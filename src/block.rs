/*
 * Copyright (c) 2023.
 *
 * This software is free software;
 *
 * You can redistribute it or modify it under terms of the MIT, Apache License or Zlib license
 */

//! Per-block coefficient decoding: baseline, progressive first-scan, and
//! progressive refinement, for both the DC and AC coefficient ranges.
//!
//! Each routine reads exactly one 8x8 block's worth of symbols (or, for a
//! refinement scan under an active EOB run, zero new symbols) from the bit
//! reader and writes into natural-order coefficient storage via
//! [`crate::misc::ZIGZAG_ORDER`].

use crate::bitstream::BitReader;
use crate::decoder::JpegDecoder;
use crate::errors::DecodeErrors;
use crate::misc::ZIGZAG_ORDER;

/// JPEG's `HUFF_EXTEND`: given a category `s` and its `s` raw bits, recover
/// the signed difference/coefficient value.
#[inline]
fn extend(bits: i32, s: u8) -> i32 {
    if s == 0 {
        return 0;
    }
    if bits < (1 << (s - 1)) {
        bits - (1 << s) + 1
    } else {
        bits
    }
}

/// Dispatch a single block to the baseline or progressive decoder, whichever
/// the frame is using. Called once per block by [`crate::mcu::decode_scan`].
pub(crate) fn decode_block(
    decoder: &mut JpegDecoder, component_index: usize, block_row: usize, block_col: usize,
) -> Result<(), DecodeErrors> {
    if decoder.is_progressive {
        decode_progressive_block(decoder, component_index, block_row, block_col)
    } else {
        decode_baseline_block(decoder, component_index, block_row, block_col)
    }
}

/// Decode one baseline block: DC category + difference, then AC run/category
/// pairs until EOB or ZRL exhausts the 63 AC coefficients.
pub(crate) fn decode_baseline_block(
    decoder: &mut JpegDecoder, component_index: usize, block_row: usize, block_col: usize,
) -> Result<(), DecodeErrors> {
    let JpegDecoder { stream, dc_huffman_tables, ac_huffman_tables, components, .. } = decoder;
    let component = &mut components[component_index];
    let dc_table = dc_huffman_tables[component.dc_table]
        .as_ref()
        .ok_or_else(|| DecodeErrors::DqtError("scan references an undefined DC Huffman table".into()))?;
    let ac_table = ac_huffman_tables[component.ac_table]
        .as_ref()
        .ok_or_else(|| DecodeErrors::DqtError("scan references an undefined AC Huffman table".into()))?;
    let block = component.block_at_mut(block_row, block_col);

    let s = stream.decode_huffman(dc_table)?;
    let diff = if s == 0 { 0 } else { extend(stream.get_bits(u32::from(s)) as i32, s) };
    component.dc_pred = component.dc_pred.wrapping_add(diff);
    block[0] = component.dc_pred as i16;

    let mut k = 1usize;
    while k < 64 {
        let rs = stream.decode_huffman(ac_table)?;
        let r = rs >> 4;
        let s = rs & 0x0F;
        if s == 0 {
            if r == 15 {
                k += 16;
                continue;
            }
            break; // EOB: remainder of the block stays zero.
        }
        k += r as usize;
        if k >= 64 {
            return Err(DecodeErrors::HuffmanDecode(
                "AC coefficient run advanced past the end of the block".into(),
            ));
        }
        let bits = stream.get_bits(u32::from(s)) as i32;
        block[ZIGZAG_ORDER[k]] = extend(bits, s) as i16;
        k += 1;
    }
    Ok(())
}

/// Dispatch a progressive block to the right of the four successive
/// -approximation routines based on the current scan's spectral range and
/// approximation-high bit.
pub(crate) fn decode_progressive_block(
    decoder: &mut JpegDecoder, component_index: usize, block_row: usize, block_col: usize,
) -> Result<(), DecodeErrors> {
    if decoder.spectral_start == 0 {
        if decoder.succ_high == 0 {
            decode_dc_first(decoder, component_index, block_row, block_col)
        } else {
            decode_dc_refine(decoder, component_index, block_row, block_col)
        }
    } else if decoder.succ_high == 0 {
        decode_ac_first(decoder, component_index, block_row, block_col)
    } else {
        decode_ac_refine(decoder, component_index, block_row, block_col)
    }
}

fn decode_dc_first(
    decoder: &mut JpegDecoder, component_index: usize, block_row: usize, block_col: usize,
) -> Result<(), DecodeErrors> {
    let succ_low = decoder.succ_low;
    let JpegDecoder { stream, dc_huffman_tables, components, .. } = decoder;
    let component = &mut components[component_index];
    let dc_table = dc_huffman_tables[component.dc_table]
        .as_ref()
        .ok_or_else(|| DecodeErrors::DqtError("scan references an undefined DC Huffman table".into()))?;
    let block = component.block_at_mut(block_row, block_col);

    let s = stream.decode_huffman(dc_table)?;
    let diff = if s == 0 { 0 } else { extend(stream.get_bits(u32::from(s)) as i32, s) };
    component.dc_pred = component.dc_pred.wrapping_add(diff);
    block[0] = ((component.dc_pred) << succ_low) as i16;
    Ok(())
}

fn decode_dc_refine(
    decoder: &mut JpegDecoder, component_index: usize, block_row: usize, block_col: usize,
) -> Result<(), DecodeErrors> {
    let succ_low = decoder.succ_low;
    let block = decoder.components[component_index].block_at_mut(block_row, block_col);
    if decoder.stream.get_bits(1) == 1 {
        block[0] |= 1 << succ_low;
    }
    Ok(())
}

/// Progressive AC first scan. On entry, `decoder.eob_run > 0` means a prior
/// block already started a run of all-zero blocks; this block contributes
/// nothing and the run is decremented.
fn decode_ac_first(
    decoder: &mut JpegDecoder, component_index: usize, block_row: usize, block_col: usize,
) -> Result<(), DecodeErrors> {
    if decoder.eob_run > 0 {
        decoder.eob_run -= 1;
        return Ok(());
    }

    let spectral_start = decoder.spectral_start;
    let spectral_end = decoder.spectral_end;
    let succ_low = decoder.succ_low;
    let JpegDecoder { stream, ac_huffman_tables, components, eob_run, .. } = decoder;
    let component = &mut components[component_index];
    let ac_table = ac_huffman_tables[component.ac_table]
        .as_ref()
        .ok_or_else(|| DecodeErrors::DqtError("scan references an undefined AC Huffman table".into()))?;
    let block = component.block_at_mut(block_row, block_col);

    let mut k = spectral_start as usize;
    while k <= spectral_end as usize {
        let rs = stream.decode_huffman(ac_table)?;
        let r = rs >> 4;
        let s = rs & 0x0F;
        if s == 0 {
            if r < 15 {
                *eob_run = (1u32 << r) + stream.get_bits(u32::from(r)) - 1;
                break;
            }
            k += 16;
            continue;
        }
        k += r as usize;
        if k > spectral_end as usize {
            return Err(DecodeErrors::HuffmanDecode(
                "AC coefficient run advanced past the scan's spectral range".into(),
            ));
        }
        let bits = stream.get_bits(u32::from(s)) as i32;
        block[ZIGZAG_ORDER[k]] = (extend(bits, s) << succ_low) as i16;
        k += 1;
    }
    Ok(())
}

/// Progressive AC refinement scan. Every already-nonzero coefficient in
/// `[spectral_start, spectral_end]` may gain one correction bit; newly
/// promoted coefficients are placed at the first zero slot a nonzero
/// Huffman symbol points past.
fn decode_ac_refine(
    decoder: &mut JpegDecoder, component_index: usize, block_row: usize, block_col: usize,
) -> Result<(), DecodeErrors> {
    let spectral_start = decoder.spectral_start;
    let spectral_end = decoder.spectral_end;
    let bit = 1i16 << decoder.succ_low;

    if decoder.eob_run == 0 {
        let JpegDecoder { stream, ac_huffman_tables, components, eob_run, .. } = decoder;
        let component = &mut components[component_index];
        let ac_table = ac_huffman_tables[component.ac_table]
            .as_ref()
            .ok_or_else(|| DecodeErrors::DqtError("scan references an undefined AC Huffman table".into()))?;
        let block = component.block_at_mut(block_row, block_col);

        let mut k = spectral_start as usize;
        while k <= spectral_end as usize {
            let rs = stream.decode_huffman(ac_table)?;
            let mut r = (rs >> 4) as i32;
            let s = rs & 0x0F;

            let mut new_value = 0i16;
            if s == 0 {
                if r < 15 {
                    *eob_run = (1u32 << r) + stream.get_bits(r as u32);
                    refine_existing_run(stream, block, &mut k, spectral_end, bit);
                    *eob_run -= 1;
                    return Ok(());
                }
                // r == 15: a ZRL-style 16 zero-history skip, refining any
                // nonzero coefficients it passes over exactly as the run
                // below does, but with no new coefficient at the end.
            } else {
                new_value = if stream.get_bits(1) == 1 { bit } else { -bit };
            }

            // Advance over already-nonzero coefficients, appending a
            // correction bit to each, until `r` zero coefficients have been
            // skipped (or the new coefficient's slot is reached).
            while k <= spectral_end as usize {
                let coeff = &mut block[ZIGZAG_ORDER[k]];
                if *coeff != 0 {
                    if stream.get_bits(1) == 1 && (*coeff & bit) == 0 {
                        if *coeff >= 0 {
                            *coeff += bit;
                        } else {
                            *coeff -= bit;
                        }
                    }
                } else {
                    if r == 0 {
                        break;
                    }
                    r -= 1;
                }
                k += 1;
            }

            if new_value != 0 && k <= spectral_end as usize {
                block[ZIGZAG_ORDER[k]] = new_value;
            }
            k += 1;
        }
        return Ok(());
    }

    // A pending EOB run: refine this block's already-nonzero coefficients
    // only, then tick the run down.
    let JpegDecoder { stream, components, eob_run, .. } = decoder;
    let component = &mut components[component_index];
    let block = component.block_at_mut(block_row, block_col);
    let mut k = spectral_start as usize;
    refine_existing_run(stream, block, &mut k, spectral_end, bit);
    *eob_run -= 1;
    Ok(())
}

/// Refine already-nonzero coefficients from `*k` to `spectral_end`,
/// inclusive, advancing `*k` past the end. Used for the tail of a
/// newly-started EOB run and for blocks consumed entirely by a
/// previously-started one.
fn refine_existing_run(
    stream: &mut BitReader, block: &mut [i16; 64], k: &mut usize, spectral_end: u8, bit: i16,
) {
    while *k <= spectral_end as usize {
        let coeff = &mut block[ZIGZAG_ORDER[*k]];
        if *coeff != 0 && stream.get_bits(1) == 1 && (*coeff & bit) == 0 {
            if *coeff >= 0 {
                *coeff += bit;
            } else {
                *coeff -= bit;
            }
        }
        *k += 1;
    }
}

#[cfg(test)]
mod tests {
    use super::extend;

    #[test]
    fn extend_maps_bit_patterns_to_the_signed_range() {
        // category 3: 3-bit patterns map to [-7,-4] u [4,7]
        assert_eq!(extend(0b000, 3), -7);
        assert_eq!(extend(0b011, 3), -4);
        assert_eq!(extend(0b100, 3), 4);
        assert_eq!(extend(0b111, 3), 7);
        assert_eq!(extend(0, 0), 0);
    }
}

......

* **Assigned task**: Check each line of the data above for the word "slot", then state how many lines have it. Give the number alone.

* **Answer below**: 2